Солнечный луч, лениво ползущий по стене, достиг прикроватного столика. Там, как памятник безразличию, стояла тарелка. Вчерашний ужин. Гречневая каша превратилась в монолитную бурую массу, а сосиска сморщилась, покрывшись жирной, застывшей пленкой. Он помнил, как вчера вечером вошла мать. Она не посмотрела на него. Ее взгляд скользнул по стене, по окну, куда угодно, лишь бы не встретиться с его глазами. Рука, ставившая тарелку, едва заметно дрожала – не от заботы, а от желания поскорее закончить этот ритуал и уйти. «Поешь», – бросила она, и звук ее удаляющихся шагов был для него громче любого приговора.

Он не притронулся к еде. Дело было не в гордости. Внутри него была выжженная пустыня, где давно умерли и голод, и жажда, и любые другие желания. Осталась лишь всепоглощающая, бездонная апатия.

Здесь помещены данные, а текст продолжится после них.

//! Per-window ranking.
//!
//! One call ranks a single (kind, lookback) window: fetch the events, group
//! them case-insensitively, order by count, over-fetch, drop blacklisted
//! groups and cut to the limit.

use std::collections::HashMap;
use std::sync::Arc;
use std::time::Duration;

use chrono::{DateTime, Utc};
use tracing::{debug, warn};

use crate::filter::is_blacklisted;
use crate::models::{RankedTrend, Settings, TermEvent, TermKind};
use crate::store::{run_blocking, SharedStore, TermStore};

#[derive(Debug, Clone, Copy, PartialEq, Eq)]
pub struct WindowQuery {
    pub kind: TermKind,
    pub window: Duration,
    pub limit: usize,
    pub overfetch: usize,
}

impl WindowQuery {
    pub fn new(kind: TermKind, window: Duration, limit: usize, overfetch: usize) -> Self {
        Self {
            kind,
            window,
            limit,
            overfetch,
        }
    }

    pub fn window_millis(&self) -> u64 {
        u64::try_from(self.window.as_millis()).unwrap_or(u64::MAX)
    }

    /// Inclusive lower bound of the window ending at `now`. A window reaching
    /// past the representable range starts at the Unix epoch.
    pub fn since(&self, now: DateTime<Utc>) -> DateTime<Utc> {
        chrono::Duration::from_std(self.window)
            .ok()
            .and_then(|window| now.checked_sub_signed(window))
            .unwrap_or_default()
    }
}

struct Group {
    text: String,
    count: u64,
}

/// Rank already-fetched events. Groups keep the casing of their first event;
/// equal counts keep first-seen order.
pub fn rank_events(
    events: &[TermEvent],
    query: &WindowQuery,
    settings: &Settings,
) -> Vec<RankedTrend> {
    let mut groups: Vec<Group> = Vec::new();
    let mut index: HashMap<String, usize> = HashMap::new();

    for event in events {
        let key = event.text.to_lowercase();
        match index.get(&key) {
            Some(&i) => groups[i].count += 1,
            None => {
                index.insert(key, groups.len());
                groups.push(Group {
                    text: event.text.clone(),
                    count: 1,
                });
            }
        }
    }

    groups.sort_by(|a, b| b.count.cmp(&a.count));

    let window_millis = query.window_millis();
    groups
        .into_iter()
        .take(query.limit + query.overfetch)
        .filter(|group| !is_blacklisted(&group.text, settings))
        .take(query.limit)
        .map(|group| RankedTrend::new(group.text, group.count, window_millis))
        .collect()
}

/// Rank one window straight from the store. A failed query contributes an
/// empty list so the rest of the refresh can still publish.
pub fn aggregate_window(
    store: &dyn TermStore,
    query: &WindowQuery,
    settings: &Settings,
    now: DateTime<Utc>,
) -> Vec<RankedTrend> {
    match store.query(query.kind, query.since(now)) {
        Ok(events) => {
            let ranked = rank_events(&events, query, settings);
            debug!(
                kind = %query.kind,
                window_secs = query.window.as_secs(),
                events = events.len(),
                ranked = ranked.len(),
                "aggregated window"
            );
            ranked
        }
        Err(e) => {
            warn!(
                kind = %query.kind,
                window_secs = query.window.as_secs(),
                "window query failed, treating as empty: {}",
                e
            );
            Vec::new()
        }
    }
}

/// [`aggregate_window`] on the blocking pool.
pub async fn aggregate_window_async(
    store: &SharedStore,
    query: WindowQuery,
    settings: Arc<Settings>,
    now: DateTime<Utc>,
) -> Vec<RankedTrend> {
    let result = run_blocking(store, move |store| {
        Ok(aggregate_window(store, &query, &settings, now))
    })
    .await;

    result.unwrap_or_else(|e| {
        warn!(kind = %query.kind, "window aggregation task failed: {}", e);
        Vec::new()
    })
}

#[cfg(test)]
mod tests {
    use super::*;
    use crate::store::testing::FailingStore;
    use crate::store::SqliteStore;

    const TEN_MIN: Duration = Duration::from_secs(600);

    fn events(texts: &[&str]) -> Vec<TermEvent> {
        let now = Utc::now();
        texts
            .iter()
            .map(|text| TermEvent {
                text: text.to_string(),
                kind: TermKind::Hashtag,
                languages: Default::default(),
                created_at: now,
            })
            .collect()
    }

    fn texts_counts(ranked: &[RankedTrend]) -> Vec<(&str, u64)> {
        ranked.iter().map(|r| (r.text.as_str(), r.count)).collect()
    }

    #[test]
    fn test_groups_case_insensitively_keeping_first_casing() {
        let query = WindowQuery::new(TermKind::Hashtag, TEN_MIN, 10, 9);
        let ranked = rank_events(
            &events(&["#Festa", "#festa", "#FESTA", "#Praia"]),
            &query,
            &Settings::default(),
        );
        assert_eq!(texts_counts(&ranked), vec![("#Festa", 3), ("#Praia", 1)]);
        assert!(ranked.iter().all(|r| r.source_window_millis == 600_000));
    }

    #[test]
    fn test_ties_keep_first_seen_order() {
        let query = WindowQuery::new(TermKind::Hashtag, TEN_MIN, 10, 9);
        let ranked = rank_events(
            &events(&["#b", "#a", "#c", "#c"]),
            &query,
            &Settings::default(),
        );
        assert_eq!(texts_counts(&ranked), vec![("#c", 2), ("#b", 1), ("#a", 1)]);
    }

    #[test]
    fn test_blacklist_applied_after_grouping_then_truncated() {
        let query = WindowQuery::new(TermKind::Hashtag, TEN_MIN, 2, 9);
        let settings = Settings {
            blacklist_trends: ["#spam".to_string()].into(),
            ..Default::default()
        };
        let ranked = rank_events(
            &events(&["#Spam", "#Spam", "#Spam", "#um", "#um", "#dois", "#tres"]),
            &query,
            &settings,
        );
        assert_eq!(texts_counts(&ranked), vec![("#um", 2), ("#dois", 1)]);
    }

    #[test]
    fn test_overfetch_sufficiency() {
        let limit = 10;
        let overfetch = 9;
        let query = WindowQuery::new(TermKind::Hashtag, TEN_MIN, limit, overfetch);

        // 30 groups with strictly decreasing counts: term0 x30, term1 x29, ...
        let mut texts = Vec::new();
        for i in 0..30usize {
            for _ in 0..(30 - i) {
                texts.push(format!("#term{i:02}"));
            }
        }
        let refs: Vec<&str> = texts.iter().map(String::as_str).collect();
        let all = events(&refs);

        // Every window of 9 consecutive rejections inside the top 19 groups.
        for start in 0..=(limit + overfetch - 9) {
            let blacklist = (start..start + 9).map(|i| format!("#term{i:02}")).collect();
            let settings = Settings {
                blacklist_trends: blacklist,
                ..Default::default()
            };
            let ranked = rank_events(&all, &query, &settings);
            assert_eq!(ranked.len(), limit, "rejections starting at {start}");
            assert!(ranked
                .iter()
                .all(|r| !settings.blacklist_trends.contains(&r.text)));
        }
    }

    #[test]
    fn test_aggregate_window_reads_only_the_window() {
        let store = SqliteStore::open_in_memory().unwrap();
        let now = Utc::now();
        let query = WindowQuery::new(TermKind::Word, TEN_MIN, 10, 9);
        for (text, age_secs) in [("novo", 10), ("novo", 20), ("velho", 900)] {
            store
                .insert(&TermEvent {
                    text: text.to_string(),
                    kind: TermKind::Word,
                    languages: Default::default(),
                    created_at: now - chrono::Duration::seconds(age_secs),
                })
                .unwrap();
        }

        let ranked = aggregate_window(&store, &query, &Settings::default(), now);
        assert_eq!(texts_counts(&ranked), vec![("novo", 2)]);
    }

    #[test]
    fn test_oversized_window_reads_everything() {
        let store = SqliteStore::open_in_memory().unwrap();
        let now = Utc::now();
        let window = Duration::from_secs(18_446_744_073_709_551);
        let query = WindowQuery::new(TermKind::Word, window, 10, 9);
        assert_eq!(query.since(now), DateTime::<Utc>::default());
        assert_eq!(query.window_millis(), 18_446_744_073_709_551_000);

        store
            .insert(&TermEvent {
                text: "antigo".to_string(),
                kind: TermKind::Word,
                languages: Default::default(),
                created_at: now - chrono::Duration::days(30),
            })
            .unwrap();

        let ranked = aggregate_window(&store, &query, &Settings::default(), now);
        assert_eq!(texts_counts(&ranked), vec![("antigo", 1)]);
    }

    #[tokio::test]
    async fn test_query_failure_yields_empty_window() {
        let store: SharedStore = Arc::new(FailingStore);
        let query = WindowQuery::new(TermKind::Word, TEN_MIN, 10, 9);
        let ranked =
            aggregate_window_async(&store, query, Arc::new(Settings::default()), Utc::now()).await;
        assert!(ranked.is_empty());
    }
}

Десять лет. Иногда ему казалось, что это было в другой жизни, с другим мальчиком. Та жизнь пахла свежескошенной травой на футбольном поле, где он, задыхаясь от восторга, забивал свой первый гол. Она плавилась горячим асфальтом под колесами велосипеда, когда он мчался наперегонки с ветром. Она звенела смехом друзей у костра в летнем лагере.

А потом все запахи сменились одним – стерильным, едким запахом больницы.

Он помнил тот день в мельчайших деталях. Солнце светило так ярко, что приходилось щуриться. Он ехал из школы на своем стареньком, но любимом велосипеде, предвкушая вечер за новой игрой. Радость движения, работающие мышцы, ветер в волосах... Он был абсолютно, безоблачно счастлив.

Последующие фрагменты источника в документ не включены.